Task item:
In the records below, tally every line containing "SessionStatus". Report only the total.
[Recorded information Boundary: Start]
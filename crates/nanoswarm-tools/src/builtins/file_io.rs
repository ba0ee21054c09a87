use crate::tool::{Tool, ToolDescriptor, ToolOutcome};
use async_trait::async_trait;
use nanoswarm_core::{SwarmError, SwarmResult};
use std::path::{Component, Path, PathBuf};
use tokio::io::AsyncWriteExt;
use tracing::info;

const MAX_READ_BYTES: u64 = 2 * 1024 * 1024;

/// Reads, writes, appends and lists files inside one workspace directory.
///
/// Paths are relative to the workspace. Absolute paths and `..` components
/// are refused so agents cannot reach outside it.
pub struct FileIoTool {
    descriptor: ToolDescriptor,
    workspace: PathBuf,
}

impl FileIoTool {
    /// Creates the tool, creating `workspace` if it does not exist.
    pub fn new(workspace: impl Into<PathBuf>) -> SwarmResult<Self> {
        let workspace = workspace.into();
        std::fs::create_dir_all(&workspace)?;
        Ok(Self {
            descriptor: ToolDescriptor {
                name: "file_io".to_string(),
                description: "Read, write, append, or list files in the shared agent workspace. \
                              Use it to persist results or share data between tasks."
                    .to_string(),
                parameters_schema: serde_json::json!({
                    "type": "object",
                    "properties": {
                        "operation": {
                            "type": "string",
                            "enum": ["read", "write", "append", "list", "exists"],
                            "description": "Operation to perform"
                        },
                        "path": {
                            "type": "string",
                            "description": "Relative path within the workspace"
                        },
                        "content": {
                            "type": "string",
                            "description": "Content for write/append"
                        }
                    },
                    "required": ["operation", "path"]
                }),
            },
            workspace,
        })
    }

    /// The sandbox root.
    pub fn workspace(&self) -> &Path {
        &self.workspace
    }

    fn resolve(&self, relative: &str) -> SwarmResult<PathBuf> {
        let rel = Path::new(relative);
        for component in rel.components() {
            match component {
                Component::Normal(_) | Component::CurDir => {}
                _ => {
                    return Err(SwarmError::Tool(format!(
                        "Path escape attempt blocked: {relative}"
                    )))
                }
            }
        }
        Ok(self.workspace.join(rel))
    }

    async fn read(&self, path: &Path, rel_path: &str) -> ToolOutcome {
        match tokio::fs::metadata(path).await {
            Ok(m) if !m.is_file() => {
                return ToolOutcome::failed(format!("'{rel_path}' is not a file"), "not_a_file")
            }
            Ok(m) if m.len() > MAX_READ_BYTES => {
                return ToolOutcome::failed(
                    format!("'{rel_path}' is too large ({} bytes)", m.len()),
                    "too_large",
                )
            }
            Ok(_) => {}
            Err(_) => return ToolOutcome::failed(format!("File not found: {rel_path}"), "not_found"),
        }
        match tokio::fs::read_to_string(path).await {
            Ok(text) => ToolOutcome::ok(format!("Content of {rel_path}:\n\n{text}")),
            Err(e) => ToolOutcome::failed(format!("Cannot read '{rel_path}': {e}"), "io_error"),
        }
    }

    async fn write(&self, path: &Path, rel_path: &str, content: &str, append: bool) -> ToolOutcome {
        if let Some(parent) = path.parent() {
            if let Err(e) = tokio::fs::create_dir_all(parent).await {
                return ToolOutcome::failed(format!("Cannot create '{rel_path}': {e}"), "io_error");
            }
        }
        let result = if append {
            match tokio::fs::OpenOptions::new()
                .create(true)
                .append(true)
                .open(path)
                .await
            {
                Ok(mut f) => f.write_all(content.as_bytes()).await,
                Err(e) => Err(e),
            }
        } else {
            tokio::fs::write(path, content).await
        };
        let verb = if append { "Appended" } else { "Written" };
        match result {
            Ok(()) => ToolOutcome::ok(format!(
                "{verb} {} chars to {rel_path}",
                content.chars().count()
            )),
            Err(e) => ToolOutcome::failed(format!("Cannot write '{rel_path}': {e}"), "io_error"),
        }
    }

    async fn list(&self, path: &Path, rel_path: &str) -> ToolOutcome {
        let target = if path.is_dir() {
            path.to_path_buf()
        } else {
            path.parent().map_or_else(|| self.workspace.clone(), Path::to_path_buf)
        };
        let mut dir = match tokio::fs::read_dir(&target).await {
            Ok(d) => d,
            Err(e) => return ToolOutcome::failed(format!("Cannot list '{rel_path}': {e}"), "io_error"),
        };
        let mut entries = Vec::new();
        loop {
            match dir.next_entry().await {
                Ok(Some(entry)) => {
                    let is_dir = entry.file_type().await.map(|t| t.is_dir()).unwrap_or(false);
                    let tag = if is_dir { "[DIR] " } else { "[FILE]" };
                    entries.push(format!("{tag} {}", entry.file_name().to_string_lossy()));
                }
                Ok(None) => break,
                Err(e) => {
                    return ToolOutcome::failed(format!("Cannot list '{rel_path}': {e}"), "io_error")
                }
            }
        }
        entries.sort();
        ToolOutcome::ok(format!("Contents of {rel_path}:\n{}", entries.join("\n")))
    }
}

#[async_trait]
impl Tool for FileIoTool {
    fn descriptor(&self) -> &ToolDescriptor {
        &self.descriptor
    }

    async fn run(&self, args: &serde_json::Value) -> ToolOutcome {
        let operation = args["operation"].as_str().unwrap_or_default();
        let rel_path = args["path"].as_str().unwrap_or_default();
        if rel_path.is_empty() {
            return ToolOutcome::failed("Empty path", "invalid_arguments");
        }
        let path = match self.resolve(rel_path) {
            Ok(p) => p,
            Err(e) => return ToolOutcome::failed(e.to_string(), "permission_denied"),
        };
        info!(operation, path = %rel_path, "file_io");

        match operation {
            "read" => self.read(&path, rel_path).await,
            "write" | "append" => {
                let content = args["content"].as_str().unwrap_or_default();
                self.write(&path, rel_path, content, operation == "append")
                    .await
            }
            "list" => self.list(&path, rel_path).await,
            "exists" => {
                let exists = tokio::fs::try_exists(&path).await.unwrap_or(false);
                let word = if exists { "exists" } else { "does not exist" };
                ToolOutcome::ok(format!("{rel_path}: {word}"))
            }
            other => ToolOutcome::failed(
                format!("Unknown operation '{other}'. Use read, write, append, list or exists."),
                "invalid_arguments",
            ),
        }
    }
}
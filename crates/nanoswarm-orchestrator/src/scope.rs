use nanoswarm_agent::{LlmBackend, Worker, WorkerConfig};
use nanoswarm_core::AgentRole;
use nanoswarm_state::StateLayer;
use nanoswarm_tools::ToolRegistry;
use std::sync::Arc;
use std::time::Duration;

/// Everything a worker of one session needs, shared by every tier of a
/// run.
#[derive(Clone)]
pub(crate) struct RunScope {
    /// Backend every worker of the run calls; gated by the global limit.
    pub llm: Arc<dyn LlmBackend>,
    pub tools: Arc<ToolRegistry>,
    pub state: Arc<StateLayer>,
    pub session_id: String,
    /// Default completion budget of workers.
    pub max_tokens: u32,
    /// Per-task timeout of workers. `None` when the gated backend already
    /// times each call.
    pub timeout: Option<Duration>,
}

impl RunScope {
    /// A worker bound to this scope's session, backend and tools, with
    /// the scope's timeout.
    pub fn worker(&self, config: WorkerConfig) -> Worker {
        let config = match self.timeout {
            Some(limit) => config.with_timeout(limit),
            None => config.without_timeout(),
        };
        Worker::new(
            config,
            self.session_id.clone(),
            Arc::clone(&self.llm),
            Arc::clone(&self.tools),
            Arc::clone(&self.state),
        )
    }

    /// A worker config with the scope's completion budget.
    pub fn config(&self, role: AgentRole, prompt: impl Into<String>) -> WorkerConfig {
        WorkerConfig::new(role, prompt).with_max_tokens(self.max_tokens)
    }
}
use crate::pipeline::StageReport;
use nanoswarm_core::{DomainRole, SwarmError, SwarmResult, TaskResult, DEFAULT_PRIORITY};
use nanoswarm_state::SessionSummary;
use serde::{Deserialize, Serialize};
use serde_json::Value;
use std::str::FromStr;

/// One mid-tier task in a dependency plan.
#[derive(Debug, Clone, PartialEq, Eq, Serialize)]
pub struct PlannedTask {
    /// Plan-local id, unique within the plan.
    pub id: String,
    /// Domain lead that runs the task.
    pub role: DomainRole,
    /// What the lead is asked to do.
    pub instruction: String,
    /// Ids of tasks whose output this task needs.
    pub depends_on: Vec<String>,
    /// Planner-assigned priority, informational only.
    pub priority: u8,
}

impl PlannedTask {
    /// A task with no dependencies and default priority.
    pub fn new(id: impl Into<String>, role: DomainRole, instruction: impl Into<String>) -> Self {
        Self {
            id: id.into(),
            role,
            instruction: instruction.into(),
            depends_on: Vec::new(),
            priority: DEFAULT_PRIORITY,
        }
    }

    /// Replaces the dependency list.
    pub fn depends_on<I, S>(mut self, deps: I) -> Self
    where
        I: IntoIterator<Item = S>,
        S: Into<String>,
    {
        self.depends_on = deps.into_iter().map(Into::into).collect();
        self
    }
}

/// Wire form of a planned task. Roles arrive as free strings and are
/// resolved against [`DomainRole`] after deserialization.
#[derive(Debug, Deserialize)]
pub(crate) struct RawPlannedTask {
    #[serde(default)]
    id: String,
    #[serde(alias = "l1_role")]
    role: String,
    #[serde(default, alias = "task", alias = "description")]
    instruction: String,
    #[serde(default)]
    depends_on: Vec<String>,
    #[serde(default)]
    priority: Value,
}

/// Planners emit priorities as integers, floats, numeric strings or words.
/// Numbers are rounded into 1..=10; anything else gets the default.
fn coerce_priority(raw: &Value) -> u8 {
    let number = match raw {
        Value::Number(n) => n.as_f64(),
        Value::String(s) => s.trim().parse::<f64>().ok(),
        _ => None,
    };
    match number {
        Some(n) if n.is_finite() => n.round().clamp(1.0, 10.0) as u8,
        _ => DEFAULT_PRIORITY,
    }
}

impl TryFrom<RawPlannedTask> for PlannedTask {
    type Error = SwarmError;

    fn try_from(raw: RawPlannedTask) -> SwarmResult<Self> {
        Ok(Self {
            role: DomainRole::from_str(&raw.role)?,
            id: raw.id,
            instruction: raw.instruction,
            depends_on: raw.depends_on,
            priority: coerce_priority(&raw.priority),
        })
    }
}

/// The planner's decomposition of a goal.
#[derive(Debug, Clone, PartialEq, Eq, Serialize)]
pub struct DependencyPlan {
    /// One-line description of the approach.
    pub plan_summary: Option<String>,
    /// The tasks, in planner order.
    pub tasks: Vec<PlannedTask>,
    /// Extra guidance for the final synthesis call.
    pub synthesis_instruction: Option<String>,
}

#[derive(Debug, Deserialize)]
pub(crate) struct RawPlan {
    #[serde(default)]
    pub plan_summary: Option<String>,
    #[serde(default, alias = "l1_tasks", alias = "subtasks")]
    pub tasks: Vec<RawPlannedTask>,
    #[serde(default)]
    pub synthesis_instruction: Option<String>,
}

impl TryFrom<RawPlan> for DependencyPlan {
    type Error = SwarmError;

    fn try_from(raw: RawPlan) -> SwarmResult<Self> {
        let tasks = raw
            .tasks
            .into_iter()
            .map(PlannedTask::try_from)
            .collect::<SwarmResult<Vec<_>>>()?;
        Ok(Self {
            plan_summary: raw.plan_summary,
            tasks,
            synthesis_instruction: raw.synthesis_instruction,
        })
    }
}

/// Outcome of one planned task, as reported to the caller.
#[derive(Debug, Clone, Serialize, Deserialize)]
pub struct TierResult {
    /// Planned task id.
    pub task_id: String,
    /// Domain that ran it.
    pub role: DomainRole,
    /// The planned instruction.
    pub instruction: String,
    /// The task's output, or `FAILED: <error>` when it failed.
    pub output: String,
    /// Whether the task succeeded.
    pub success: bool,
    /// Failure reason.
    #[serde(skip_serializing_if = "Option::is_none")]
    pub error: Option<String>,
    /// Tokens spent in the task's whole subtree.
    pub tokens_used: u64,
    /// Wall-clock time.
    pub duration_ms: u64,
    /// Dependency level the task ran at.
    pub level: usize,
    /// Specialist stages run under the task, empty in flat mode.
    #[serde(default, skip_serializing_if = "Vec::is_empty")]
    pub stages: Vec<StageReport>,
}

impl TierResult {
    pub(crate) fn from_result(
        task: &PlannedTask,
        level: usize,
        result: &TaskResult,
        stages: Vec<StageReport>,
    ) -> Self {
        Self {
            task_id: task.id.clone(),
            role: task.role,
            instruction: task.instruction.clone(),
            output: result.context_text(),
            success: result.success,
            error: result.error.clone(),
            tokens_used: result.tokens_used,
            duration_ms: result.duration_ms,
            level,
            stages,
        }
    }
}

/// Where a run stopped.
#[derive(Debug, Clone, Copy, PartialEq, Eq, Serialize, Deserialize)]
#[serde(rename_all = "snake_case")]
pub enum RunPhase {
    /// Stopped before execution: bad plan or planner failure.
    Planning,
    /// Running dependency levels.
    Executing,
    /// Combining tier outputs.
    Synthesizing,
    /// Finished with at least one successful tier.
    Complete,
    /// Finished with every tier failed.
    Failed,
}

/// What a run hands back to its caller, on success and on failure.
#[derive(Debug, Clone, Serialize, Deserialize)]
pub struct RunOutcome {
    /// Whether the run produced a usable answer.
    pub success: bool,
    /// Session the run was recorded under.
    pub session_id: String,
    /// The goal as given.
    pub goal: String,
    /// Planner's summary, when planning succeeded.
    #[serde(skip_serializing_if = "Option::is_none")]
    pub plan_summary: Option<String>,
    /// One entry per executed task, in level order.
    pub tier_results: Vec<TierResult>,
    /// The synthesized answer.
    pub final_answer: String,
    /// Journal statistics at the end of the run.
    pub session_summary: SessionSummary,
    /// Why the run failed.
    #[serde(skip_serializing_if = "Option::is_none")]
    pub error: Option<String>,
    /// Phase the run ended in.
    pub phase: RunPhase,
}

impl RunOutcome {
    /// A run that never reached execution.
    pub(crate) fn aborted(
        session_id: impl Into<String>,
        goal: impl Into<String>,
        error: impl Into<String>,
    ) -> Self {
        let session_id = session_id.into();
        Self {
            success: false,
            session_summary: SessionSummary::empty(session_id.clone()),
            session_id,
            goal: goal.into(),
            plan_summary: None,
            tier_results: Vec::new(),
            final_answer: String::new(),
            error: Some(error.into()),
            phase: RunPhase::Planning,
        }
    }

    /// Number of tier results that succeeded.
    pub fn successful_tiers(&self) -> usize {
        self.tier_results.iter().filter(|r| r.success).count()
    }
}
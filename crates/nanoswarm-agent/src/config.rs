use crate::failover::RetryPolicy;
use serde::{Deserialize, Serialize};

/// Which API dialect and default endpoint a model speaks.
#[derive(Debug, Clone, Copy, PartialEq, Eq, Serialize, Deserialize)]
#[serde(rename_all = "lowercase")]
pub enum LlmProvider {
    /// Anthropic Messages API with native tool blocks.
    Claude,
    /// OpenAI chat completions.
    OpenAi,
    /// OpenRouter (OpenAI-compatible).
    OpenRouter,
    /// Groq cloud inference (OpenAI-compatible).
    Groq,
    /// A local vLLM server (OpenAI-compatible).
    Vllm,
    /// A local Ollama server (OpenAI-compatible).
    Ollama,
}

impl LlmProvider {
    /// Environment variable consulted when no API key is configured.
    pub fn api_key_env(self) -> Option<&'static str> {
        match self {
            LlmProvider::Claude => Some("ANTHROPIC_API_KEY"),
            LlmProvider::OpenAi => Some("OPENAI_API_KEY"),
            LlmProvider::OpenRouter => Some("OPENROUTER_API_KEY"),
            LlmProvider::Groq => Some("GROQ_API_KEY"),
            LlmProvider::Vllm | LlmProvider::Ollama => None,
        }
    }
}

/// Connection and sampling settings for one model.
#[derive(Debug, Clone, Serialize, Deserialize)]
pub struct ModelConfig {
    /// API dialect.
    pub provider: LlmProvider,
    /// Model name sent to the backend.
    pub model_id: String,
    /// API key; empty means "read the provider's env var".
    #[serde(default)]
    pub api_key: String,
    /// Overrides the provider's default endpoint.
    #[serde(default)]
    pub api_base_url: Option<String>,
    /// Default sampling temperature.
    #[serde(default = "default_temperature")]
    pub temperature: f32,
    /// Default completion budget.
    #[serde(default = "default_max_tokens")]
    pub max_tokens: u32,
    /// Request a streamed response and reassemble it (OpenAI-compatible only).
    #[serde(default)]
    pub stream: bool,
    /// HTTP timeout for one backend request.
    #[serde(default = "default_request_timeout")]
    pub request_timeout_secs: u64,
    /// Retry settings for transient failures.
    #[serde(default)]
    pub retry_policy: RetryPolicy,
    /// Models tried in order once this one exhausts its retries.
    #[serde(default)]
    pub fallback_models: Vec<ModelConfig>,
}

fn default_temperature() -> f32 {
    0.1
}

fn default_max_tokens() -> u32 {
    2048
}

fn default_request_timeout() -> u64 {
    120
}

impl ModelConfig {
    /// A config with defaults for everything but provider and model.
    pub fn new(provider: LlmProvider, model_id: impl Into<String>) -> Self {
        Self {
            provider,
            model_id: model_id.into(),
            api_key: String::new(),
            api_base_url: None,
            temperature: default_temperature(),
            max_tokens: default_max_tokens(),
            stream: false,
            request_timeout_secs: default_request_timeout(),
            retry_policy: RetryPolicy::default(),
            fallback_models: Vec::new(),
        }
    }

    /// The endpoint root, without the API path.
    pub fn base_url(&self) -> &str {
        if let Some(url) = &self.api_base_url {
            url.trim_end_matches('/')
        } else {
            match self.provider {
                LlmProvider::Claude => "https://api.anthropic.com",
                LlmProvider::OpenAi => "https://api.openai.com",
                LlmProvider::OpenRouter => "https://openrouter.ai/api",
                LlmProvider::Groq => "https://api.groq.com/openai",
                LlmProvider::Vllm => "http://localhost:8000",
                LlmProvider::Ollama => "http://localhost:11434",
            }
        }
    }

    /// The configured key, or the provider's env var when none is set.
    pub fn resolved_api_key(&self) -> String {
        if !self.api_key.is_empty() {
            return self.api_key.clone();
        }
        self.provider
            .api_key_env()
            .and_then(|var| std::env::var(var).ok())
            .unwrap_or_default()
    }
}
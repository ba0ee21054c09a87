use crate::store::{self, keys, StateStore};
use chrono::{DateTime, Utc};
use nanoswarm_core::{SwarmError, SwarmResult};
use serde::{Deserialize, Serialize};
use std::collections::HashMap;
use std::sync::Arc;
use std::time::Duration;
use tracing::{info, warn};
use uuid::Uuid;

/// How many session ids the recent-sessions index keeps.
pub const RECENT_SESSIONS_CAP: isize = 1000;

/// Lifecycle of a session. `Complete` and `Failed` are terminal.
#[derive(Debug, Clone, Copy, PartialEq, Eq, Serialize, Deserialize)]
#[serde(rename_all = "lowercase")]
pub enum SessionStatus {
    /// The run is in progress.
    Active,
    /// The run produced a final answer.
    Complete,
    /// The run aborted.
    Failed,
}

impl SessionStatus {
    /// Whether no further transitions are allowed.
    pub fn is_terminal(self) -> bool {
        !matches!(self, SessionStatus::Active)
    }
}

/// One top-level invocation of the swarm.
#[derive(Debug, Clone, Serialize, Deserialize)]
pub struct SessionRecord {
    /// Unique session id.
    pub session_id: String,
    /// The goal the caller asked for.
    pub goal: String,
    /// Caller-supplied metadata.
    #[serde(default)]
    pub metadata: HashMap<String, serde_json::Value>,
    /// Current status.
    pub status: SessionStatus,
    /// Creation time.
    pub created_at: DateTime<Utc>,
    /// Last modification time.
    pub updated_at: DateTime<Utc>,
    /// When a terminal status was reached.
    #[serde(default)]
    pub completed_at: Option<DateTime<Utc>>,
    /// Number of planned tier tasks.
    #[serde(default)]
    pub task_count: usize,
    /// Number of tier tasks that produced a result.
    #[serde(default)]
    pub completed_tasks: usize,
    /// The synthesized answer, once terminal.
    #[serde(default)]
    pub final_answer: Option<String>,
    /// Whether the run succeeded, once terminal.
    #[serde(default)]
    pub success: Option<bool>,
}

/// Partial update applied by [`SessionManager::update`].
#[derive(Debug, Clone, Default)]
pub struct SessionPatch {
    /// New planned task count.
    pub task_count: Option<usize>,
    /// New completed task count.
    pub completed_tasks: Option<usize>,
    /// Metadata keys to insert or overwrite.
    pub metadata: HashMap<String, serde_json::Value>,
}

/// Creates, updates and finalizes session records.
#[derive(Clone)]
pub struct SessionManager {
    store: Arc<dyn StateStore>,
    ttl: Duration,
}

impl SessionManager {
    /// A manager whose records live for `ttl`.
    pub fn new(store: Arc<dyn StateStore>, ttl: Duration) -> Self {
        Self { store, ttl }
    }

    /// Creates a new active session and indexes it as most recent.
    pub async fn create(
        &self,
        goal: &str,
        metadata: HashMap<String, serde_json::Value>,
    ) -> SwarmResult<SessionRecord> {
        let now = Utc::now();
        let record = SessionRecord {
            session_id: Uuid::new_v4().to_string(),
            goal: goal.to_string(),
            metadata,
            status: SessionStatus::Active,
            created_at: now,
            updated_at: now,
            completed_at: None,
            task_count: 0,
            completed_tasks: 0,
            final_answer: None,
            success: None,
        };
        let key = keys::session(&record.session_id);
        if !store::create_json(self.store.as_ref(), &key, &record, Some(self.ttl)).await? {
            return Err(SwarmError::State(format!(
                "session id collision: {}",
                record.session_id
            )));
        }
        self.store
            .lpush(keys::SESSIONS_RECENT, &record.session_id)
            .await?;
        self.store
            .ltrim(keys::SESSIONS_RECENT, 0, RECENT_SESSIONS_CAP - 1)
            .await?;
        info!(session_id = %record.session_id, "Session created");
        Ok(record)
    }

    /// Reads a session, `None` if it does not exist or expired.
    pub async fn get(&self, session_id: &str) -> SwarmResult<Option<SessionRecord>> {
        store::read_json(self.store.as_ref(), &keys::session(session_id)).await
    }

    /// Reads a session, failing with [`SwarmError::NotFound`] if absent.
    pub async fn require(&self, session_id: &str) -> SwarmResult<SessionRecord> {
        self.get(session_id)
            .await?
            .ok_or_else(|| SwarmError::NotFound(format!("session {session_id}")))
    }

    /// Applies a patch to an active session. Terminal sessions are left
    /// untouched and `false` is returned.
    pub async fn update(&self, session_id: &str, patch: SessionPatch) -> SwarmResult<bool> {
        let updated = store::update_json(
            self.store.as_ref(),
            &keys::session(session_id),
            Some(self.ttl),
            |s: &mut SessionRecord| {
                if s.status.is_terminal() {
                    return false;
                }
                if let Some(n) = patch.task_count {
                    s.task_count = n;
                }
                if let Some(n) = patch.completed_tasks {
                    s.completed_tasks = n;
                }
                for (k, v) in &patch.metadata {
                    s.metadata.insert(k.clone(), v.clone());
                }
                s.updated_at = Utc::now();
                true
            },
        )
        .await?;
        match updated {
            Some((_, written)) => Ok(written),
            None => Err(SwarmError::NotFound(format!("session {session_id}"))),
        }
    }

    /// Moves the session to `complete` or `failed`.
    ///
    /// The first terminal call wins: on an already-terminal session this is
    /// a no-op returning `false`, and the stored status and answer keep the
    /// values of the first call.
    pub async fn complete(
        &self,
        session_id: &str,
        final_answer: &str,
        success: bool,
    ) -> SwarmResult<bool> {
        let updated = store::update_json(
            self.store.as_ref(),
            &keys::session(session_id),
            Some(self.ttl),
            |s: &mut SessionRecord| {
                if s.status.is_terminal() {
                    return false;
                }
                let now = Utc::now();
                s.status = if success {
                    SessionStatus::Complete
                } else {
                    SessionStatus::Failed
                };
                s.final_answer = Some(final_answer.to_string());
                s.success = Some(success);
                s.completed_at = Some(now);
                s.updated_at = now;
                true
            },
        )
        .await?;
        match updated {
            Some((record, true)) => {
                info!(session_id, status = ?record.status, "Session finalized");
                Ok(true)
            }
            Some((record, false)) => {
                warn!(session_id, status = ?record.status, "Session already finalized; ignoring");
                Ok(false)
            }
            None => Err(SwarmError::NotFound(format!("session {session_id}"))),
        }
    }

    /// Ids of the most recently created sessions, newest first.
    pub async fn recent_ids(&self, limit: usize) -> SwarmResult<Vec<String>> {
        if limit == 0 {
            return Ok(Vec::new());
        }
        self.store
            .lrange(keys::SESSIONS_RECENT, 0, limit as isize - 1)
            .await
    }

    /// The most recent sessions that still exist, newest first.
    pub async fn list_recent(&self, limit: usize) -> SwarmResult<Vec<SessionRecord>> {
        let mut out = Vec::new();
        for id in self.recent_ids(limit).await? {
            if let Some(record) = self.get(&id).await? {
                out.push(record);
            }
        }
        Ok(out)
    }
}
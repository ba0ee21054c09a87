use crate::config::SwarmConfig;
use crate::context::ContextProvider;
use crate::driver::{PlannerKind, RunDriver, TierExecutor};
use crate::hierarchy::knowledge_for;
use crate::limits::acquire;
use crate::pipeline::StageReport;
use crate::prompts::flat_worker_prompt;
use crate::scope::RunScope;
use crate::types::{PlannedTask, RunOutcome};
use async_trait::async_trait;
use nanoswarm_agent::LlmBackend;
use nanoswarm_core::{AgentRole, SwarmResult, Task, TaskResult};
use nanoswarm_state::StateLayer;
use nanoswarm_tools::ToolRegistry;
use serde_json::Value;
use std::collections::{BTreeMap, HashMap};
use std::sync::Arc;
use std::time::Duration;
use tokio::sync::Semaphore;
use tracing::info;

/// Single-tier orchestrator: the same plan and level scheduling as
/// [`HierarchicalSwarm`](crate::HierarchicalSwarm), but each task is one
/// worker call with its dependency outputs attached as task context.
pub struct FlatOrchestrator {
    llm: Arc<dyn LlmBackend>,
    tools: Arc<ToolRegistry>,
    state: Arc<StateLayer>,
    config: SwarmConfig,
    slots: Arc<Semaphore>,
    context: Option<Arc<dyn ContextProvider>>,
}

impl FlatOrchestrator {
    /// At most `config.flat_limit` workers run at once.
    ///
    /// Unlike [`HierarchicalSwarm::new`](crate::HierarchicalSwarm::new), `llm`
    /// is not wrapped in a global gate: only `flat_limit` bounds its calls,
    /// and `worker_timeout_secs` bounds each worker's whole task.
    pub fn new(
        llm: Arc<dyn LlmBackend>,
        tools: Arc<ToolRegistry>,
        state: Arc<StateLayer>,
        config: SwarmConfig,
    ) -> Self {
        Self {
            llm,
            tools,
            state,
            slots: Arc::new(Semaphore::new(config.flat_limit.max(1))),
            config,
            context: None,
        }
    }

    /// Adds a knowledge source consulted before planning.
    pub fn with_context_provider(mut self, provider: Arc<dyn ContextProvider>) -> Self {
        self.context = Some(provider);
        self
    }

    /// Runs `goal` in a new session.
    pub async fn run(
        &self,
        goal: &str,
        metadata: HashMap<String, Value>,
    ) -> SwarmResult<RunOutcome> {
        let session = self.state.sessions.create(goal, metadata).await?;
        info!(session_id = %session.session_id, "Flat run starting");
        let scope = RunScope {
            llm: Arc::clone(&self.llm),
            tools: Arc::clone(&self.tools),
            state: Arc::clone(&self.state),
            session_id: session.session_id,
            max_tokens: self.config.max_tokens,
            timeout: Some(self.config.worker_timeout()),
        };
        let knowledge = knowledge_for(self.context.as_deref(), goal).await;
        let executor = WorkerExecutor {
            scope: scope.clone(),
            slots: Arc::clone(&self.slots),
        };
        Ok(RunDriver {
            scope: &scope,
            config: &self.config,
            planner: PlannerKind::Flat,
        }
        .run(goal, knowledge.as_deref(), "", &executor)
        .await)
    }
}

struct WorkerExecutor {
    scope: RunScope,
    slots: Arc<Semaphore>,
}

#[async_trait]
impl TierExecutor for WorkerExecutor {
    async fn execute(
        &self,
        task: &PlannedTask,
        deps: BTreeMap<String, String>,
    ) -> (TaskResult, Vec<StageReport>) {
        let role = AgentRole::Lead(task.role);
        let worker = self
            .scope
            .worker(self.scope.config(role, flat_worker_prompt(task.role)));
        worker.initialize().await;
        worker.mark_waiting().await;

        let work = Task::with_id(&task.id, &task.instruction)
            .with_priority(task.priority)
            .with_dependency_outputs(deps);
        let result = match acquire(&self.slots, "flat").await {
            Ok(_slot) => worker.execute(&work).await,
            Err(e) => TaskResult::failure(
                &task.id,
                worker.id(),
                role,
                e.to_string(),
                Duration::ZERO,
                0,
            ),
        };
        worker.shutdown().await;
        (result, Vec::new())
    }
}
[Recorded information Boundary: End]
Problem solution:
7